Tag Archives: economics

Another kind of book club

I have loved Infinite Summer. I am on for Gravity’s Rainbow, probably in September, as many of the infsum alums are talking about. Somewhere in the mean time I have signed up for a completely different kind of group reading project- call it a spontaneous economics education, with participation.

My dear friend Aaron is starting a reading group for Samuel Bowles’ Microeconomics: Behavior, Institutions, and Evolution. If that sounds like a textbook title, that’s because it is. But this textbook is a bit different. It’s real writing (oh thank god) and it’s challenging many of the fundamentals of a field that has recently tried to drag the whole world to Hell. Or so I’m told, since I haven’t read it yet. I am looking forward to reading it, finding out more. My future plans include arguing about how ignored principles of social psych, clinical psych, and neurology actually interplay with the economy, posting ignorant and pleading questions about bits of calc I’ve forgotten or never learned, and comparing Bowles’ examples to class/SES examples I’ve seen or studied.
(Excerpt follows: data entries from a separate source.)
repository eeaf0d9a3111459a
mod auth;

pub use auth::*;
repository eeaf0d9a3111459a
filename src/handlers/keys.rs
use axum::{Extension, Json, extract::State};
use serde::{Deserialize, Serialize};
use serde_json::json;

use crate::audit;
use crate::db::{AppState, ledger};
use crate::error::Result;
use crate::middleware::AuthUser;

#[derive(Debug, Deserialize)]
pub struct ActivateRequest {
    pub key: String,
    /// When present, the key must belong to this product
    #[serde(default)]
    pub product_id: Option<String>,
}

#[derive(Debug, Serialize)]
pub struct ActivateResponse {
    pub product_id: String,
    pub expires_at: i64,
}

/// Redeem a license key into a subscription for the caller.
pub async fn activate(
    State(state): State<AppState>,
    Extension(auth): Extension<AuthUser>,
    Json(input): Json<ActivateRequest>,
) -> Result<Json<ActivateResponse>> {
    let mut conn = state.db.get()?;
    let outcome = ledger::activate_key(
        &mut conn,
        input.key.trim(),
        &auth.id,
        input.product_id.as_deref(),
    )?;

    audit::record(
        &state,
        Some(&auth.id),
        "key.activate",
        Some("key"),
        Some(&outcome.key_id),
        Some(json!({ "product_id": outcome.product_id, "expires_at": outcome.expires_at })),
    );

    Ok(Json(ActivateResponse {
        product_id: outcome.product_id,
        expires_at: outcome.expires_at,
    }))
}
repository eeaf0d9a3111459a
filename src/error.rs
//! Application error type and HTTP response mapping.

use axum::{
    Json,
    http::StatusCode,
    response::{IntoResponse, Response},
};
use serde_json::json;
use thiserror::Error;

pub type Result<T> = std::result::Result<T, AppError>;

/// Errors surfaced by the engine and the request layer.
///
/// Business-rule failures (`NotFound`, `Conflict`, `InsufficientFunds`,
/// `Gone`) are expected outcomes and map to distinct status codes; storage
/// failures collapse to a generic 500 without leaking driver detail.
#[derive(Debug, Error)]
pub enum AppError {
    #[error("bad request: {0}")]
    BadRequest(String),

    #[error("unauthorized")]
    Unauthorized,

    #[error("forbidden: {0}")]
    Forbidden(String),

    #[error("not found: {0}")]
    NotFound(String),

    #[error("conflict: {0}")]
    Conflict(String),

    /// A debit would drive a reseller balance below zero.
    #[error("insufficient balance")]
    InsufficientFunds,

    /// The resource existed but is no longer consumable (expired/revoked).
    #[error("gone: {0}")]
    Gone(String),

    /// A required capability (e.g. Telegram) is not configured.
    #[error("unavailable: {0}")]
    Unavailable(String),

    /// A signed payload failed verification.
    #[error("invalid signature")]
    SignatureInvalid,

    #[error("internal error: {0}")]
    Internal(String),

    #[error("database error: {0}")]
    Database(#[from] rusqlite::Error),

    #[error("connection pool error: {0}")]
    Pool(#[from] r2d2::Error),

    #[error("serialization error: {0}")]
    Serialization(#[from] serde_json::Error),
}

impl AppError {
    fn status_and_code(&self) -> (StatusCode, &'static str) {
        match self {
            AppError::BadRequest(_) => (StatusCode::BAD_REQUEST, "bad_request"),
            AppError::Unauthorized => (StatusCode::UNAUTHORIZED, "unauthorized"),
            AppError::Forbidden(_) => (StatusCode::FORBIDDEN, "forbidden"),
            AppError::NotFound(_) => (StatusCode::NOT_FOUND, "not_found"),
            AppError::Conflict(_) => (StatusCode::CONFLICT, "conflict"),
            AppError::InsufficientFunds => {
                (StatusCode::PAYMENT_REQUIRED, "insufficient_balance")
            }
            AppError::Gone(_) => (StatusCode::GONE, "gone"),
            AppError::Unavailable(_) => (StatusCode::NOT_IMPLEMENTED, "not_supported"),
            AppError::SignatureInvalid => (StatusCode::UNAUTHORIZED, "invalid_signature"),
            AppError::Internal(_)
            | AppError::Database(_)
            | AppError::Pool(_)
            | AppError::Serialization(_) => (StatusCode::INTERNAL_SERVER_ERROR, "internal_error"),
        }
    }

    /// Message safe to return to clients. Internal details stay in the logs.
    fn public_message(&self) -> String {
        match self {
            AppError::Internal(_)
            | AppError::Database(_)
            | AppError::Pool(_)
            | AppError::Serialization(_) => "Internal server error".to_string(),
            other => other.to_string(),
        }
    }
}

impl IntoResponse for AppError {
    fn into_response(self) -> Response {
        let (status, code) = self.status_and_code();

        if status == StatusCode::INTERNAL_SERVER_ERROR {
            tracing::error!(error = %self, "request failed");
        }

        let body = Json(json!({
            "error": code,
            "message": self.public_message(),
        }));

        (status, body).into_response()
    }
}
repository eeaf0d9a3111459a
//! Telegram capability: WebApp login verification and the outbound Bot API
//! client.
//!
//! Verification follows the documented WebApp scheme: the secret is
//! HMAC-SHA256 of the bot token keyed with the literal string "WebAppData",
//! and the delivered `hash` must match HMAC-SHA256 of the remaining fields
//! sorted by key and joined as `key=value` lines.
//! See: https://core.telegram.org/bots/webapps#validating-data-received-via-the-web-app

use std::collections::BTreeMap;
use std::sync::Arc;

use hmac::{Hmac, Mac};
use serde::{Deserialize, Serialize};
use serde_json::json;
use sha2::Sha256;
use subtle::ConstantTimeEq;
use tokio::sync::OnceCell;

use crate::error::{AppError, Result};

type HmacSha256 = Hmac<Sha256>;

/// Parse `initData` (URL query encoding) into sorted key/value pairs.
fn parse_init_data(init_data: &str) -> BTreeMap<String, String> {
    let mut fields = BTreeMap::new();
    for part in init_data.split('&') {
        let Some(idx) = part.find('=') else { continue };
        let key = urlencoding::decode(&part[..idx]);
        let value = urlencoding::decode(&part[idx + 1..]);
        if let (Ok(key), Ok(value)) = (key, value) {
            fields.insert(key.into_owned(), value.into_owned());
        }
    }
    fields
}

/// Verify the signature on a WebApp `initData` payload.
///
/// Exact hex match is the contract; the comparison is constant-time as a
/// hardening measure.
pub fn check_webapp_data(init_data: &str, bot_token: &str) -> bool {
    let fields = parse_init_data(init_data);
    let Some(sent_hash) = fields.get("hash") else {
        return false;
    };

    let Ok(mut mac) = HmacSha256::new_from_slice(b"WebAppData") else {
        return false;
    };
    mac.update(bot_token.as_bytes());
    let secret = mac.finalize().into_bytes();

    let canonical = fields
        .iter()
        .filter(|(key, _)| key.as_str() != "hash")
        .map(|(key, value)| format!("{}={}", key, value))
        .collect::<Vec<_>>()
        .join("\n");

    let Ok(mut mac) = HmacSha256::new_from_slice(&secret) else {
        return false;
    };
    mac.update(canonical.as_bytes());
    let calculated = hex::encode(mac.finalize().into_bytes());

    calculated.as_bytes().ct_eq(sent_hash.as_bytes()).into()
}

/// Identity asserted by a verified WebApp payload.
#[derive(Debug, Clone, Serialize)]
pub struct TelegramUser {
    pub id: String,
    pub username: Option<String>,
    pub first_name: Option<String>,
    pub last_name: Option<String>,
}

#[derive(Deserialize)]
struct RawWebAppUser {
    id: i64,
    #[serde(default)]
    username: Option<String>,
    #[serde(default)]
    first_name: Option<String>,
    #[serde(default)]
    last_name: Option<String>,
}

/// Extract the embedded `user` identity from `initData`.
///
/// Returns None when the field is absent or malformed; callers treat that
/// as a hard registration failure, never as anonymous access.
pub fn extract_user(init_data: &str) -> Option<TelegramUser> {
    let fields = parse_init_data(init_data);
    let raw: RawWebAppUser = serde_json::from_str(fields.get("user")?).ok()?;
    Some(TelegramUser {
        id: raw.id.to_string(),
        username: raw.username,
        first_name: raw.first_name,
        last_name: raw.last_name,
    })
}

#[derive(Deserialize)]
struct BotApiResponse {
    ok: bool,
    #[serde(default)]
    result: Option<serde_json::Value>,
    #[serde(default)]
    description: Option<String>,
}

/// Outbound Bot API client. All callers use it post-commit with best-effort
/// semantics; a delivery failure never affects committed ledger state.
#[derive(Clone)]
pub struct TelegramClient {
    http: reqwest::Client,
    api_base: String,
    bot_token: String,
    group_id: Option<String>,
    /// Cached getMe username; initialized once, then reused
    bot_username: Arc<OnceCell<String>>,
}

impl TelegramClient {
    pub fn new(api_base: &str, bot_token: &str, group_id: Option<String>) -> Self {
        Self {
            http: reqwest::Client::new(),
            api_base: api_base.trim_end_matches('/').to_string(),
            bot_token: bot_token.to_string(),
            group_id,
            bot_username: Arc::new(OnceCell::new()),
        }
    }

    pub fn verify_init_data(&self, init_data: &str) -> bool {
        check_webapp_data(init_data, &self.bot_token)
    }

    async fn call(&self, method: &str, params: serde_json::Value) -> Result<serde_json::Value> {
        let url = format!("{}/bot{}/{}", self.api_base, self.bot_token, method);
        let response = self
            .http
            .post(&url)
            .json(&params)
            .send()
            .await
            .map_err(|e| AppError::Internal(format!("Telegram request failed: {}", e)))?;

        let body: BotApiResponse = response
            .json()
            .await
            .map_err(|e| AppError::Internal(format!("Telegram response invalid: {}", e)))?;

        if !body.ok {
            return Err(AppError::Internal(format!(
                "Telegram API error: {}",
                body.description.unwrap_or_else(|| "unknown".into())
            )));
        }
        Ok(body.result.unwrap_or(serde_json::Value::Null))
    }

    pub async fn send_message(&self, chat_id: &str, text: &str) -> Result<()> {
        self.call(
            "sendMessage",
            json!({
                "chat_id": chat_id,
                "text": text,
                "parse_mode": "HTML",
                "disable_web_page_preview": true,
            }),
        )
        .await?;
        Ok(())
    }

    /// Bot username from getMe, fetched once per process. `get_or_try_init`
    /// gives single-flight semantics under concurrent first access.
    pub async fn bot_username(&self) -> Result<&str> {
        let username = self
            .bot_username
            .get_or_try_init(|| async {
                let me = self.call("getMe", json!({})).await?;
                me.get("username")
                    .and_then(|u| u.as_str())
                    .map(String::from)
                    .ok_or_else(|| AppError::Internal("getMe returned no username".into()))
            })
            .await?;
        Ok(username)
    }

    /// Ban a user in the configured group. Best-effort: returns whether the
    /// ban was delivered, never an error.
    pub async fn ban_in_group(&self, telegram_id: &str) -> bool {
        let Some(group_id) = &self.group_id else {
            return false;
        };
        let user_id: i64 = match telegram_id.parse() {
            Ok(id) => id,
            Err(_) => return false,
        };
        self.call(
            "banChatMember",
            json!({ "chat_id": group_id, "user_id": user_id }),
        )
        .await
        .is_ok()
    }

    /// Lift a group ban, only if one exists. Best-effort.
    pub async fn unban_in_group(&self, telegram_id: &str) -> bool {
        let Some(group_id) = &self.group_id else {
            return false;
        };
        let user_id: i64 = match telegram_id.parse() {
            Ok(id) => id,
            Err(_) => return false,
        };
        self.call(
            "unbanChatMember",
            json!({ "chat_id": group_id, "user_id": user_id, "only_if_banned": true }),
        )
        .await
        .is_ok()
    }
}
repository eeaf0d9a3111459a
//! Single-use invite semantics: redemption, precedence of failure modes
//! and atomicity with user creation.

use keyhub::db::{ledger, queries};
use keyhub::error::AppError;
use keyhub::models::*;

use crate::helpers::*;

fn issue(conn: &rusqlite::Connection, created_by: &str, expires_days: Option<i64>) -> Invite {
    queries::create_invites(
        conn,
        created_by,
        &CreateInvites {
            count: Some(1),
            codes: None,
            expires_days,
        },
    )
    .unwrap()
    .remove(0)
}

fn new_user(username: &str) -> CreateUser {
    CreateUser {
        username: username.to_string(),
        email: None,
        password_hash: None,
        role: Role::User,
        telegram_id: None,
    }
}

#[test]
fn redeeming_creates_the_user_and_consumes_the_invite() {
    let mut conn = setup();
    let reseller = create_account(&conn, "shop", Role::Reseller);
    let invite = issue(&conn, &reseller.id, None);

    let (user, redeemed) = ledger::redeem_invite(&mut conn, &invite.code, |tx| {
        queries::create_user(tx, &new_user("alice"))
    })
    .unwrap();

    assert_eq!(user.username, "alice");
    assert_eq!(redeemed.used_by.as_deref(), Some(user.id.as_str()));

    let stored = queries::get_invite_by_code(&conn, &invite.code)
        .unwrap()
        .unwrap();
    assert!(!stored.is_valid(chrono::Utc::now().timestamp()));
}

#[test]
fn unknown_code_is_not_found() {
    let mut conn = setup();
    let err = ledger::redeem_invite(&mut conn, "missing", |tx| {
        queries::create_user(tx, &new_user("alice"))
    })
    .unwrap_err();
    assert!(matches!(err, AppError::NotFound(_)));
}

#[test]
fn revoked_invite_is_gone() {
    let mut conn = setup();
    let reseller = create_account(&conn, "shop", Role::Reseller);
    let invite = issue(&conn, &reseller.id, None);
    queries::revoke_invite(&conn, &invite.id).unwrap();

    let err = ledger::redeem_invite(&mut conn, &invite.code, |tx| {
        queries::create_user(tx, &new_user("alice"))
    })
    .unwrap_err();
    assert!(matches!(err, AppError::Gone(_)));
}

#[test]
fn second_redemption_conflicts() {
    let mut conn = setup();
    let reseller = create_account(&conn, "shop", Role::Reseller);
    let invite = issue(&conn, &reseller.id, None);

    ledger::redeem_invite(&mut conn, &invite.code, |tx| {
        queries::create_user(tx, &new_user("alice"))
    })
    .unwrap();

    let err = ledger::redeem_invite(&mut conn, &invite.code, |tx| {
        queries::create_user(tx, &new_user("bob"))
    })
    .unwrap_err();
    assert!(matches!(err, AppError::Conflict(_)));
    assert!(queries::get_user_by_username(&conn, "bob").unwrap().is_none());
}

#[test]
fn expired_invite_is_gone() {
    let mut conn = setup();
    let reseller = create_account(&conn, "shop", Role::Reseller);
    let invite = issue(&conn, &reseller.id, Some(-1));

    let err = ledger::redeem_invite(&mut conn, &invite.code, |tx| {
        queries::create_user(tx, &new_user("alice"))
    })
    .unwrap_err();
    assert!(matches!(err, AppError::Gone(_)));
}

#[test]
fn failed_user_creation_leaves_the_invite_unconsumed() {
    let mut conn = setup();
    let reseller = create_account(&conn, "shop", Role::Reseller);
    create_account(&conn, "alice", Role::User);
    let invite = issue(&conn, &reseller.id, None);

    // Username collision inside the redemption transaction.
    let err = ledger::redeem_invite(&mut conn, &invite.code, |tx| {
        queries::create_user(tx, &new_user("alice"))
    })
    .unwrap_err();
    assert!(matches!(err, AppError::Conflict(_)));

    let stored = queries::get_invite_by_code(&conn, &invite.code)
        .unwrap()
        .unwrap();
    assert!(stored.is_valid(chrono::Utc::now().timestamp()));

    // And the invite still works for a free username.
    ledger::redeem_invite(&mut conn, &invite.code, |tx| {
        queries::create_user(tx, &new_user("bob"))
    })
    .unwrap();
}

#[test]
fn explicit_code_collisions_are_skipped_not_fatal() {
    let conn = setup();
    let reseller = create_account(&conn, "shop", Role::Reseller);

    let created = queries::create_invites(
        &conn,
        &reseller.id,
        &CreateInvites {
            count: None,
            codes: Some(vec!["x".into(), "x".into(), "y".into()]),
            expires_days: None,
        },
    )
    .unwrap();

    let codes: Vec<&str> = created.iter().map(|i| i.code.as_str()).collect();
    assert_eq!(codes, vec!["x", "y"]);
}

#[test]
fn used_invites_cannot_be_deleted() {
    let mut conn = setup();
    let reseller = create_account(&conn, "shop", Role::Reseller);
    let invite = issue(&conn, &reseller.id, None);

    ledger::redeem_invite(&mut conn, &invite.code, |tx| {
        queries::create_user(tx, &new_user("alice"))
    })
    .unwrap();

    let err = queries::delete_invite(&conn, &invite.id).unwrap_err();
    assert!(matches!(err, AppError::Conflict(_)));
}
I totally want vast numbers of other people to sign up. If you’re reading this, that means you. This will be great brain calisthenics, and fun for the whole family, if the whole family kind of likes economics too much.

Google groups is here, and the hashtag on Twitter will be #bowles.

We don’t have a start date quite yet, but Aaron is talking a chapter every week, or possibly every two. Doable!